Son 1.300 indígenas de la etnia warao quienes forzados por la pobreza terminaron asentados en este antiguo vertedero en el estado Bolívar. Casi 500 niños están allí mal nutridos y a merced de enfermedades
Cambalache fue la apuesta de vida de los indígenas waraos, quienes, cansados del hambre, siguieron el cauce del río Orinoco -el principal de Venezuela- y se asentaron en este gran vertedero del estado Bolívar. Pero los desperdicios ya no alcanzan para sostener a los 1.300 aborígenes que se instalaron allí.
Son 266 familias de la etnia de la «gente de agua» -significado de la palabra warao- que viven desde hace 30 años en esta rivera del Orinoco y debieron dejar la pesca y la caza de lado para hurgar en la basura buscando comida o chatarra que revender de forma ilegal, todo con el objetivo de sobrevivir.
La exclusión que hace años expulsó a estas comunidades originarias de sus territorios los obligó a mudarse a este vertedero que fue clausurado en 2014, pero que sigue funcionando informalmente.
Viven en ranchos a medio terminar, hechos de zinc o tela plástica, no cuentan con servicios básicos como la electricidad o el transporte y la educación o el agua son privilegios escasos en medio de la austeridad.
«Aquí no hay nadie que ayude y por eso yo no le pido ayuda a nadie», es la frase con la que Yudelina Méndez, una mujer enferma y miembro de esta comunidad, resume lo que padecen.
Postrada en un chinchorro, Méndez pasa los peores días de un malestar que la aqueja hace más de un año, que la mantiene delgada, sin fuerzas y le impide cuidar a sus seis hijos.
Resignada, esta mujer de 33 años admitió durante una conversación con Efe, que quiere «recuperar» su cuerpo y su vitalidad para ocuparse de sus hijos, pero también que no cree que alguien la atienda y la ayude a sanar antes de que la enfermedad la consuma.
Basura e ilegalidad
«En la comunidad indígena estamos un poco mal porque no tenemos trabajo. Muchas veces, la mayoría, de aquí salen a Ferrominera (empresa básica) para conseguir unos hierros enterrados (…) Cada quien trae sus 100 kilitos para comprar al siguiente día y de esa manera viven, porque no tienen ayuda para trabajar», explicó el cacique de esta comunidad, Venancio Narváez.
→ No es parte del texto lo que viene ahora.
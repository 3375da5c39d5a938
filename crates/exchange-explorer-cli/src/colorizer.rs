//! Terminal colorization for the exchange listing
//!
//! Applies ANSI escape codes with crossterm. The cycling accent colors
//! follow the Monokai palette used by the rendered diagrams.

use crossterm::style::{Color, Stylize};

use exchange_explorer::ExchangeName;

/// Accent colors cycled over listing rows
const ACCENTS: [Color; 5] = [
    Color::Green,
    Color::Magenta,
    Color::Cyan,
    Color::Yellow,
    Color::Blue,
];

/// Accent color of the row at `index`
pub fn accent(index: usize) -> Color {
    ACCENTS[index % ACCENTS.len()]
}

/// Format one listing row as `prefix  action`
///
/// With `color` the prefix is dimmed and the action takes the row accent.
pub fn format_exchange(name: &str, index: usize, color: bool) -> String {
    let split = ExchangeName::parse(name);
    if !color {
        return if split.action.is_empty() {
            split.prefix
        } else {
            format!("{}  {}", split.prefix, split.action)
        };
    }

    let prefix = format!("{}", split.prefix.as_str().dark_grey());
    if split.action.is_empty() {
        prefix
    } else {
        format!("{}  {}", prefix, split.action.as_str().with(accent(index)).bold())
    }
}

/// Highlighted count, e.g. in the match summary
pub fn highlight_count(count: usize, color: bool) -> String {
    if color {
        format!("{}", count.to_string().green())
    } else {
        count.to_string()
    }
}

/// Error line for failure states
pub fn error_text(text: &str, color: bool) -> String {
    if color {
        format!("{}", text.red().bold())
    } else {
        text.to_string()
    }
}

#[cfg(test)]
mod tests {
    use super::*;

    #[test]
    fn test_plain_row() {
        assert_eq!(
            format_exchange("moirai.topic.database.clone", 0, false),
            "moirai.topic  database.clone"
        );
    }

    #[test]
    fn test_plain_row_without_action() {
        assert_eq!(format_exchange("moirai.topic", 0, false), "moirai.topic");
    }

    #[test]
    fn test_colored_row_contains_ansi_and_text() {
        let row = format_exchange("moirai.topic.database.clone", 1, true);
        assert!(row.contains("\u{1b}["));
        assert!(row.contains("database.clone"));
        assert!(row.contains("moirai.topic"));
    }

    #[test]
    fn test_accent_cycles() {
        assert_eq!(accent(0), accent(5));
        assert_ne!(accent(0), accent(1));
    }

    #[test]
    fn test_plain_helpers() {
        assert_eq!(highlight_count(3, false), "3");
        assert_eq!(error_text("boom", false), "boom");
    }
}
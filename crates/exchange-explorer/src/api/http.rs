//! HTTP implementation of the exchange API

use async_trait::async_trait;
use reqwest::header::{ACCEPT, CONTENT_TYPE};
use tracing::{debug, info, info_span, warn, Instrument};

use super::{interpret_flowchart_response, ExchangeApi, EXCHANGES_FAILED, FLOWCHART_ACCEPT};
use crate::core::{
    Direction, ExchangeCatalog, ExchangesResponse, ExplorerConfig, ExplorerError,
    FlowchartRequest, Result,
};

/// REST client for the `/exchanges` and `/flowchart` endpoints
///
/// No caching or retry happens here; every call is one request.
#[derive(Debug, Clone)]
pub struct HttpApiClient {
    config: ExplorerConfig,
    http: reqwest::Client,
}

impl HttpApiClient {
    /// Create a client for the given configuration
    pub fn new(config: ExplorerConfig) -> Result<Self> {
        let http = reqwest::Client::builder()
            .timeout(std::time::Duration::from_millis(config.timeout_ms))
            .build()
            .map_err(|e| ExplorerError::config_error(format!("failed to build HTTP client: {}", e)))?;
        Ok(Self { config, http })
    }

    /// Configuration the client was built with, including the base URL
    pub fn config(&self) -> &ExplorerConfig {
        &self.config
    }
}

#[async_trait]
impl ExchangeApi for HttpApiClient {
    async fn fetch_exchanges(&self) -> Result<ExchangeCatalog> {
        let url = self.config.endpoint("/exchanges");
        let span = info_span!("fetch_exchanges", url = %url);

        async move {
            let response = self.http.get(&url).send().await.map_err(|e| {
                warn!(error = %e, "Catalog request failed");
                ExplorerError::network_error(e.to_string())
            })?;

            let status = response.status();
            if !status.is_success() {
                warn!(status = status.as_u16(), "Catalog request returned an error status");
                return Err(ExplorerError::network_error(EXCHANGES_FAILED));
            }

            let body = response
                .text()
                .await
                .map_err(|e| ExplorerError::network_error(e.to_string()))?;
            let envelope: ExchangesResponse = serde_json::from_str(&body).map_err(|e| {
                warn!(error = %e, "Catalog body did not decode");
                ExplorerError::format_error(format!("Malformed exchanges response: {}", e))
            })?;

            info!(
                prefix = %envelope.data.prefix,
                count = envelope.data.exchanges.len(),
                "Fetched exchange catalog"
            );
            Ok(envelope.data)
        }
        .instrument(span)
        .await
    }

    async fn fetch_flowchart(&self, exchange: &str, direction: Direction) -> Result<String> {
        let url = self.config.endpoint("/flowchart");
        let request = FlowchartRequest::new(exchange, direction);
        let span = info_span!(
            "fetch_flowchart",
            exchange = %request.exchange,
            filename = %request.filename,
            direction = %direction
        );

        async move {
            let response = self
                .http
                .post(&url)
                .header(ACCEPT, FLOWCHART_ACCEPT)
                .json(&request)
                .send()
                .await
                .map_err(|e| {
                    warn!(error = %e, "Flowchart request failed");
                    ExplorerError::network_error(e.to_string())
                })?;

            let status = response.status();
            let content_type = response
                .headers()
                .get(CONTENT_TYPE)
                .and_then(|v| v.to_str().ok())
                .map(str::to_string);
            let body = response
                .text()
                .await
                .map_err(|e| ExplorerError::network_error(e.to_string()))?;

            debug!(
                status = status.as_u16(),
                content_type = content_type.as_deref().unwrap_or(""),
                body_len = body.len(),
                "Received flowchart response"
            );

            let text = interpret_flowchart_response(status.is_success(), content_type.as_deref(), &body)
                .inspect_err(|e| warn!(kind = e.kind(), error = %e, "Flowchart response rejected"))?;
            info!(len = text.len(), "Fetched flowchart");
            Ok(text)
        }
        .instrument(span)
        .await
    }

    fn name(&self) -> &'static str {
        "http"
    }
}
Narváez responsabiliza al Estado de la suerte de su pueblo y acusa a las autoridades de haberlos abandonado y obviar los planes de viviendas o agricultura que han presentado.
Pero es la necesidad la que condena a estos indígenas que, en su condición de vulnerabilidad, han sido presa de mafias de venta ilegal de chatarra que los usan como mano de obra para desmantelar las empresas básicas ubicadas en Bolívar y utilizan su comunidad como depósito y punto de traslado de la mercancía.
491 niños en riesgo
Mientras buscan formas de conseguir ingresos, los pobladores de Cambalache se agobian también por sus niños, las enfermedades a las que se exponen y las escasas oportunidades que tienen de mejorar sus condiciones de vida en un espacio en el que cuentan con una única maestra para atender a los 491 infantes que viven allí.
La preocupación es visible en el delgado rostro de la warao Yesleimi Cleviel, quien usa la modestia para relatar que «a veces» vive mal, mientras sostiene en brazos a sus gemelos de un año que padecen un severo cuadro de desnutrición, fiebre, diarrea y manchas en la piel que no desaparecen.
«A veces, cuando tenemos, así es que comemos, por lo menos arepa o arroz. A veces no tenemos nada y nos tenemos que comer el arroz solo o la arepa sola sin nada», contó.
Según la ONG Kapé Kapé, que lucha por los derechos de las comunidades autóctonas, en julio de 2021, en el 56% de los hogares indígenas de toda Venezuela existía inseguridad alimentaria severa, mientras que, en 37% se diagnosticó inseguridad alimentaria moderada.
Las cifras son palpables en el hogar de Cleviel, donde el poco pescado que logra conseguir su esposo en el Orinoco no basta para alimentar a sus ocho hijos.
Además, Cleviel solo cuenta con acetaminofén para calmar la fiebre de sus criaturas. En Cambalache no hay medicina para atender la diarrea, el vómito, padecimientos virales, el paludismo, la tuberculosis y hasta las enfermedades de transmisión sexual que son constantes.
La escasa esperanza que hay la aporta la maestra María Núñez, una indígena que llegó a Cambalache hace dos años y decidió quedarse en la comunidad para dar clases en un salón creado por Unicef donde imparte a 47 niños los contenidos correspondientes a la primaria.
El cacique Narváez, voz de esta población, afirma que están completamente solos con todo lo que padecen: «Estamos abandonados de verdad».